Don’t Compromise Being a Gentleman

“Compromising your standards, doesn’t mean you must compromise your principles,” is something I’ve grown to accept.

              “Me-tooism” and the flagrantly misogynistic tendencies in our society has allowed us to forget the decency we were taught as men.  Men who would get up and let a lady sit down; open a door or step aside or take our hats off when we entered a room.  Society has swept these men aside and looked upon them as being out-of-step, old fashioned and relics.  Well as a member of that group, I say there is nothing wrong with being old fashioned and just because someone wants you to compromise your standards, doesn’t mean you have to forget the principles you were taught.  One of those would be being a gentleman.

              Statistics show more people are living together than ever before and marriages are being replaced by this phenomena.  But the statistics also say children raised in two parent homes have a better chance of succeeding in school, principally because two-parent household have a higher income.  Note! I didn’t say dual-income families, I specifically asserted two-parent households.

              I’m an educator and a father advocate. I’ve heard a multitude of stories about the systemic effect of absent fathers.  David Blankenhorn talked about this in 1994 bookFatherless America, and still it would seem we have learned nothing.  We have elected four presidents; modified how we viewed many things but maintained a view of how things should be. Our principles were much like those of former Secretary of Education, William Bennett discussed in his Book of Virtues.  

But somewhere along the way, we forgot to get up to let women take our chair.  We forgot to open doors for ladies.  We forgot to take our hats of in respect and walk beside women as equals.  The battle that ensued had women clawing their way through a bullying society that forgot to teach simple manners.  We ignore with an embarrassing passivity leaders in our country who would rather brag about sexual conquests than being a model for the next generation.

              And those of us who have subscribed to this behavior should be ashamed.  No one is holding a gun to our head as we ignore the simple etiquette we were taught at home.  No one is holding a gun to our head as we allow ourselves to be encumbered by habits we know are wrong simply because we see other men doing them.

              I’ve often stated that the principal thing with the women’s movement was the absence of a parallel men’s movement to accompany it.  As women received their own validation and a new self-awareness as they progressed up Maslow’s hierarchy of needs, men were still waiting for the Pavlovian test result to release them from the antiquated heritage of their fathers. It was as if we were in a time warp and many of us have not realized it’s time to step up and assert the reality that a lot of us share the same foibles of knowing we are not alone. 

There is a “you-tooism” that should accompany the women’s me-tooism that generates a collective responsibility where we are in this labyrinth with others and unless we help each other we will never get out of it.

              So what to do?

              Movement is good. Once we realize this is probably something we can’t fix, we will create a new reality that requires us to be intentional about growth.  Once we own this new awareness and deliberately choose to grow, our owning validates us again. We can feel rescued.
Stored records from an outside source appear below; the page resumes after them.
// Form sections: income sources, expense categories, household and region.
#![allow(non_snake_case)]
use dioxus::prelude::*;
use engine::data::{format_currency, tidy_amount_input};
use engine::models::{ExpenseCategory, IncomeSource};
use engine::AdvisorEngine;
use std::rc::Rc;

use crate::components::region_picker::RegionPicker;
use crate::config::theme::ThemePalette;
use crate::state::app_state::AppState;

/// Text input for an amount. A comma marks the cents and dots group
/// thousands ("1.000,00"); without a comma a dot is read as the decimal
/// point, so "1.000" means one real. On blur the text is rewritten to the
/// value that is actually counted.
#[component]
pub fn MoneyField(label: &'static str, value: String, on_change: EventHandler<String>) -> Element {
    let typed = value.clone();
    rsx! {
        label {
            style: "display: flex; justify-content: space-between; align-items: center; margin: 6px 0;",
            span { "{label}" }
            input {
                r#type: "text",
                inputmode: "decimal",
                placeholder: "0,00",
                title: "Use vírgula para os centavos, ex.: 1.000,00",
                value: "{value}",
                style: "width: 140px; padding: 6px; text-align: right;",
                oninput: move |evt| on_change.call(evt.value()),
                onblur: move |_| {
                    let tidy = tidy_amount_input(&typed);
                    if tidy != typed {
                        on_change.call(tidy);
                    }
                },
            }
        }
    }
}

#[component]
fn Section(title: &'static str, children: Element) -> Element {
    let state = use_context::<AppState>();
    let palette = ThemePalette::for_theme(&(state.theme)());
    rsx! {
        section {
            style: "padding: 12px 16px; border: 1px solid {palette.border}; border-radius: 8px; background-color: {palette.surface};",
            h2 { style: "margin-top: 0; font-size: 1.1em;", "{title}" }
            {children}
        }
    }
}

#[component]
pub fn IncomeSection() -> Element {
    let state = use_context::<AppState>();
    let mut form = state.form;

    rsx! {
        Section {
            title: "Receitas",
            for source in IncomeSource::ALL {
                MoneyField {
                    key: "{source.label()}",
                    label: source.label(),
                    value: form.read().income_raw(source).to_string(),
                    on_change: move |raw: String| form.write().set_income(source, raw),
                }
            }
        }
    }
}

#[component]
pub fn ExpenseSection() -> Element {
    let state = use_context::<AppState>();
    let mut form = state.form;

    rsx! {
        Section {
            title: "Despesas",
            for category in ExpenseCategory::ALL {
                MoneyField {
                    key: "{category.label()}",
                    label: category.label(),
                    value: form.read().expense_raw(category).to_string(),
                    on_change: move |raw: String| form.write().set_expense(category, raw),
                }
            }
        }
    }
}

#[component]
pub fn HouseholdSection() -> Element {
    let state = use_context::<AppState>();
    let engine = use_context::<Rc<AdvisorEngine>>();
    let mut form = state.form;
    let household = form.read().household_size.clone();
    let selected = form.read().region();

    let table = engine.basket_table();
    let basket_note = selected.and_then(|region| {
        table.cost_for(region).map(|cost| match table.reference_label() {
            Some(month) => format!("Cesta básica em {}: {} (referência {})", region.name(), format_currency(cost), month),
            None => format!("Cesta básica em {}: {}", region.name(), format_currency(cost)),
        })
    });

    rsx! {
        div {
            style: "margin-top: 16px;",
            Section {
                title: "Família e região",
                label {
                    style: "display: flex; justify-content: space-between; align-items: center; margin: 6px 0;",
                    span { "Pessoas na casa" }
                    input {
                        r#type: "number",
                        min: "1",
                        step: "1",
                        value: "{household}",
                        style: "width: 80px; padding: 6px; text-align: right;",
                        oninput: move |evt| form.write().household_size = evt.value(),
                    }
                }
                RegionPicker {
                    selected,
                    on_select: move |region: Option<shared::Region>| {
                        form.write().region = region.map(|r| r.code().to_string()).unwrap_or_default();
                    },
                }
                {basket_note.map(|note| rsx! {
                    p { style: "margin: 8px 0 0; font-size: 0.9em; opacity: 0.8;", "{note}" }
                })}
            }
        }
    }
}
We can start being the men we were meant to be:  opening door; taking off our hats and standing up. 

Misery may love company, but when we realize we can do this…move together not individually up the hierarchy rather than become self-actualized, we will be equipped to show our children we are the fathers we were meant to be and they should be.  It is our “collective responsibility” to do this. We are going to “kick it, till we kick it!”